Complications that resulted in device malfunction were compared to complications that resulted in patient injury or death. While year of complication (P = .464), balloon diameter (P = .273), vessel tortuosity (P = .055), and vessel calcification (P = .05) were not significantly different between the 2 groups, there were significant differences in the vessel affected (P < .0001), number of inflations (P = .0001), and maximum inflation pressure (P = .0001) (Table 2). Complications resulting in patient injury or death were more likely to involve the left main coronary artery (12.2% vs 2.0%) and the diagonal (8.2% vs 0.6%).

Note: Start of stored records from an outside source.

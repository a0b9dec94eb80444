//! CLI commands and argument parsing

use crate::config::DEFAULT_CONFIG_FILE;
use clap::{Parser, Subcommand};
use std::path::PathBuf;

/// Voucher redemption report generator
#[derive(Parser, Debug)]
#[command(name = "voucher-report")]
#[command(author, version, about, long_about = None)]
pub struct Cli {
    /// Run configuration file (YAML)
    #[arg(short, long, global = true, default_value = DEFAULT_CONFIG_FILE)]
    pub config: PathBuf,

    /// Output format
    #[arg(short, long, global = true, default_value = "json")]
    pub format: OutputFormat,

    /// Verbose output
    #[arg(short, long, global = true)]
    pub verbose: bool,

    #[command(subcommand)]
    pub command: Commands,
}

/// CLI subcommands
#[derive(Subcommand, Debug)]
pub enum Commands {
    /// Build the report for one voucher
    Run {
        /// Parent voucher id (24 hex characters)
        #[arg(long)]
        voucher_id: Option<String>,

        /// UTC offset for formatted dates, e.g. +07:00
        #[arg(long)]
        timezone: Option<String>,

        /// Output destination (local path or cloud URL)
        /// Supports: /path/file.csv, s3://bucket/key, r2://bucket/key, gs://bucket/key, az://container/key
        #[arg(short, long)]
        output: Option<String>,

        /// Overall deadline in seconds
        #[arg(long)]
        deadline_secs: Option<u64>,
    },

    /// Test connection to both stores
    Check,

    /// Validate the configuration file
    Validate,
}

/// Output format
#[derive(Debug, Clone, Copy, PartialEq, Eq, clap::ValueEnum)]
pub enum OutputFormat {
    /// JSON output (one message per line)
    Json,
    /// Human-readable output
    Pretty,
}

#[cfg(test)]
mod tests {
    use super::*;

    #[test]
    fn test_parse_run_with_overrides() {
        let cli = Cli::try_parse_from([
            "voucher-report",
            "-c",
            "report.yaml",
            "run",
            "--voucher-id",
            "668aca9231c1138523291f14",
            "--timezone",
            "+07:00",
            "-o",
            "out.csv",
            "--deadline-secs",
            "30",
        ])
        .unwrap();

        assert_eq!(cli.config, PathBuf::from("report.yaml"));
        assert_eq!(cli.format, OutputFormat::Json);
        match cli.command {
            Commands::Run {
                voucher_id,
                timezone,
                output,
                deadline_secs,
            } => {
                assert_eq!(voucher_id.as_deref(), Some("668aca9231c1138523291f14"));
                assert_eq!(timezone.as_deref(), Some("+07:00"));
                assert_eq!(output.as_deref(), Some("out.csv"));
                assert_eq!(deadline_secs, Some(30));
            }
            other => panic!("Expected run, got {other:?}"),
        }
    }

    #[test]
    fn test_defaults() {
        let cli = Cli::try_parse_from(["voucher-report", "check", "-v", "-f", "pretty"]).unwrap();
        assert_eq!(cli.config, PathBuf::from(DEFAULT_CONFIG_FILE));
        assert_eq!(cli.format, OutputFormat::Pretty);
        assert!(cli.verbose);
        assert!(matches!(cli.command, Commands::Check));
    }

    #[test]
    fn test_rejects_unknown_format() {
        assert!(Cli::try_parse_from(["voucher-report", "-f", "parquet", "validate"]).is_err());
    }
}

Also, complications resulting in patient injury or death were more likely to be associated with a greater number of inflations; 29.4% of cases resulting in injury or death involved 6 or more inflations, while 2.1% of these cases were associated with device malfunction. The median number of inflations among complications associated with patient injury or death was 3 (IQR 1-8), while the median number of inflations among complications associated with device malfunction was 1 (IQR 1-2) (P = .0035) (Figure 8). Furthermore, complications resulting in patient injury or death were more likely to be associated with higher maximum inflation pressures, with 26.9% involving inflation pressures of 14 atm or greater compared with 1.1% among complications associated with device malfunction. The median maximum inflation pressure among complications associated with patient injury or death was 12 (IQR 11-15) atm, while the median maximum inflation pressure among complications associated with device malfunction was 8 (IQR 6-10) atm (P = .0001) (Figure 9).
Discussion
Early trials of CBs focused on the comparison of cutting balloon angioplasty (CBA) with conventional percutaneous transluminal coronary angioplasty (PTCA) for reducing the rate restenosis. The Global Randomized Trial10 did not show any significant difference in restenosis rates between patients treated with CBA and PTCA for de novo lesions, and the RESCUT trial11 failed to show any benefit of CBA for decreasing the recurrence of in-stent restenosis when compared to PTCA. More recently, there has been increasing use of CBA for the treatment of calcified lesions. In the PREPARE-CALC-COMBO trial, the combination of a CB with rotational atherectomy (RA) during PCI of calcified coronary lesions resulted in higher minimal stent area (MSA) when compared with the use of modified balloon or RA alone.4 In the COPS trial, treatment of calcified coronary lesions with CBs resulted in significantly greater MSA compared with treatment with a noncompliant balloon.5 In contrast, the ROTA-CUT trial showed that treatment of calcified coronary lesions with RA and CBs resulted in similar MSA when compared with a strategy of RA and a noncompliant balloon.6 The complication rates in the CB arms reported in these trials were relatively low, with the rate of vessel perforation ranging from 0% in ROTA-CUT to 4.4% in COPS. The forthcoming multicenter, randomized controlled Short-Cut trial will aim to demonstrate non-inferiority between CBA and intravascular lithotripsy for the treatment of moderately to severely calcified coronary artery lesions either with or without up-front RA.12
To our knowledge, this is the most comprehensive analysis of complications associated with CB use in contemporary practice. Several findings are notable. First, most reported complications were associated with device malfunction, with 2.7% (n = 62) of reported complications being associated with patient injury or death. The most frequently reported complication overall was balloon rupture (n = 1847, 81%). Among complications that resulted in patient injury or death, the most common complication was device entrapment (n = 33, 53%). The most common balloon diameter associated with reported complications in the study was 2.5 mm.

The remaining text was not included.